Dalam Kerangka Ekonomi Makro dan Pokok-Pokok Kebijakan Fiskal (KEM-PPKF) 2017 yang diajukan ke DPR, pemerintah memperkirakan pertumbuhan ekonomi tahun depan berada di level 5,3%-5,9%. Selain melebar, rentang estimasi ini berubah dari rencana awal sekitar 5,5%-5,9%, yang disampaikan pada Rapat Terbatas tentang Pagu Indikatif 2017, Kamis (28/4/2016).

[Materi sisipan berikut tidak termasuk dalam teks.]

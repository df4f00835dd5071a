//! note-remind-daemon: Background daemon that files spoken notes and reminders
//!
//! This daemon runs as a user service and provides:
//! - A transcript session state machine driven by an external recognizer
//! - Command detection ("note to ...", "remind me to ...") and stripping
//! - Persisted Notes and Reminders lists
//! - IPC server for UI and recognizer communication
//!
//! Audio capture and speech recognition happen in a separate recognizer
//! process that attaches over IPC.

use anyhow::{Context, Result};
use tokio::sync::broadcast;
use tracing::{error, info, warn};
use tracing_subscriber::EnvFilter;

use note_remind::config::Config;
use note_remind::events::SessionEvent;
use note_remind::grammar::CommandGrammar;
use note_remind::ipc::Server;
use note_remind::lifecycle::ShutdownSignal;
use note_remind::recognizer::BroadcastRecognizer;
use note_remind::session::{SessionClient, SessionDriver, TranscriptSession};
use note_remind::store::JsonListStore;

#[tokio::main]
async fn main() -> Result<()> {
    // Initialize logging
    tracing_subscriber::fmt()
        .with_env_filter(
            EnvFilter::try_from_default_env().unwrap_or_else(|_| EnvFilter::new("info")),
        )
        .init();

    info!(
        version = env!("CARGO_PKG_VERSION"),
        "note-remind-daemon starting"
    );

    // Load configuration
    let config = Config::load()?;
    config.ensure_dirs()?;
    info!(
        ?config.socket_path,
        ?config.lists_path,
        timeout_ms = config.session_timeout.as_millis() as u64,
        "configuration loaded"
    );

    let store = JsonListStore::open(&config.lists_path).context("failed to open list store")?;

    // Recognizer processes attach over IPC; the session drives them through this
    let recognizer = BroadcastRecognizer::new();
    let session = TranscriptSession::with_grammar(
        recognizer.clone(),
        CommandGrammar::with_slack(config.match_slack),
    )
    .with_default_intent(config.default_intent);

    // Session driver -> IPC server (for pushing session events)
    let (event_tx, _event_rx) = broadcast::channel::<SessionEvent>(64);
    // IPC server and timers -> session driver
    let (client, command_rx) = SessionClient::channel(32);

    let mut driver = SessionDriver::new(
        session,
        store,
        config.driver_options(),
        &client,
        event_tx.clone(),
    );

    let server = Server::new(&config.socket_path, client, recognizer, event_tx.clone())?;

    let mut log_rx = event_tx.subscribe();
    let shutdown = ShutdownSignal::new();

    info!("daemon initialized, entering main loop");

    tokio::select! {
        // Run the session driver (serializes every finalize trigger)
        _ = driver.run(command_rx) => {
            info!("session driver exited");
        }

        // Run the IPC server (accepts client connections)
        result = server.run() => {
            if let Err(e) = result {
                error!(?e, "IPC server error");
            }
        }

        // Record session outcomes in the daemon log
        _ = async {
            loop {
                match log_rx.recv().await {
                    Ok(SessionEvent::EntrySaved { intent, text }) => {
                        info!(list = intent.list_name(), chars = text.chars().count(), "entry filed");
                    }
                    Ok(SessionEvent::SessionFailed { reason, error }) => {
                        info!(?reason, %error, "recording discarded");
                    }
                    Ok(_) => {}
                    Err(broadcast::error::RecvError::Lagged(n)) => {
                        warn!(skipped = n, "session event receiver lagged");
                    }
                    Err(broadcast::error::RecvError::Closed) => {
                        break;
                    }
                }
            }
        } => {
            info!("session event logger exited");
        }

        // Wait for shutdown signal
        result = shutdown.wait() => {
            match result {
                Ok(()) => info!("shutdown signal received"),
                Err(e) => error!(?e, "failed to install signal handlers"),
            }
        }
    }

    // Cleanup
    info!("shutting down...");

    server.shutdown().await;

    info!("note-remind-daemon stopped");

    Ok(())
}
//! Signal handling for graceful shutdown

use tokio::signal::unix::{signal, SignalKind};
use tracing::info;

/// Handles shutdown signals (SIGTERM, SIGINT, SIGHUP)
#[derive(Debug, Default)]
pub struct ShutdownSignal;

impl ShutdownSignal {
    pub fn new() -> Self {
        Self
    }

    /// Wait until the daemon is asked to stop
    ///
    /// Fails only if the signal handlers cannot be registered.
    pub async fn wait(&self) -> std::io::Result<()> {
        let mut sigterm = signal(SignalKind::terminate())?;
        let mut sigint = signal(SignalKind::interrupt())?;
        let mut sighup = signal(SignalKind::hangup())?;

        let name = tokio::select! {
            _ = sigterm.recv() => "SIGTERM",
            _ = sigint.recv() => "SIGINT",
            _ = sighup.recv() => "SIGHUP",
        };
        info!(signal = name, "shutdown requested");

        Ok(())
    }
}
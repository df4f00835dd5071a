//! Cancellable one-shot session timeout
//!
//! The timer never touches the session directly: when it elapses it sends
//! the armed token back into the driver queue, where it is serialized with
//! every other finalize trigger.

use std::time::Duration;

use tokio::sync::mpsc;
use tokio::task::JoinHandle;
use tracing::debug;

use super::driver::SessionCommand;
use super::machine::TimeoutToken;

/// Owns at most one pending timeout task
#[derive(Default)]
pub struct TimeoutTimer {
    pending: Option<JoinHandle<()>>,
}

impl TimeoutTimer {
    pub fn new() -> Self {
        Self::default()
    }

    /// Schedule `token` to be delivered after `after`, replacing any pending timeout
    pub fn arm(&mut self, after: Duration, token: TimeoutToken, tx: mpsc::Sender<SessionCommand>) {
        self.cancel();
        debug!(?token, after_ms = after.as_millis() as u64, "timeout armed");

        self.pending = Some(tokio::spawn(async move {
            tokio::time::sleep(after).await;
            // The driver may already be gone during shutdown
            let _ = tx.send(SessionCommand::TimeoutElapsed(token)).await;
        }));
    }

    /// Cancel the pending timeout, if any
    pub fn cancel(&mut self) {
        if let Some(handle) = self.pending.take() {
            handle.abort();
            debug!("timeout cancelled");
        }
    }

    /// Whether a timeout task is scheduled and has not finished
    #[cfg(test)]
    fn is_armed(&self) -> bool {
        self.pending.as_ref().is_some_and(|h| !h.is_finished())
    }
}

impl Drop for TimeoutTimer {
    fn drop(&mut self) {
        self.cancel();
    }
}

Intinya, tahun depan diperkirakan akan lebih tinggi dari tahun ini. Akselerator dan penopang pertumbuhan ekonomi tahun depan tidak berbeda jauh dari tahun ini. Seiring dengan belum berubahnya kondisi ekonomi global, penopang ekonomi masih terletak pada konsumsi dan investasi swasta, serta belanja pemerintah. Secara teknis diharapkan kontribusi Konsumsi Rumah Tangga akan ada di kisaran 5,1%-5,2%, Konsumsi LNPRT sebesar 6,2%-7,1%, Konsumsi Pemerintah 6,5%-6,5%, PMTB 6,4%-7,3%, Ekspor Barang dan Jasa 1,0%-2,7%, dan Impor Barang dan Jasa 1,8%-3,2%. Total PDB diekspektasikan menjadi 5,3%-5,9%.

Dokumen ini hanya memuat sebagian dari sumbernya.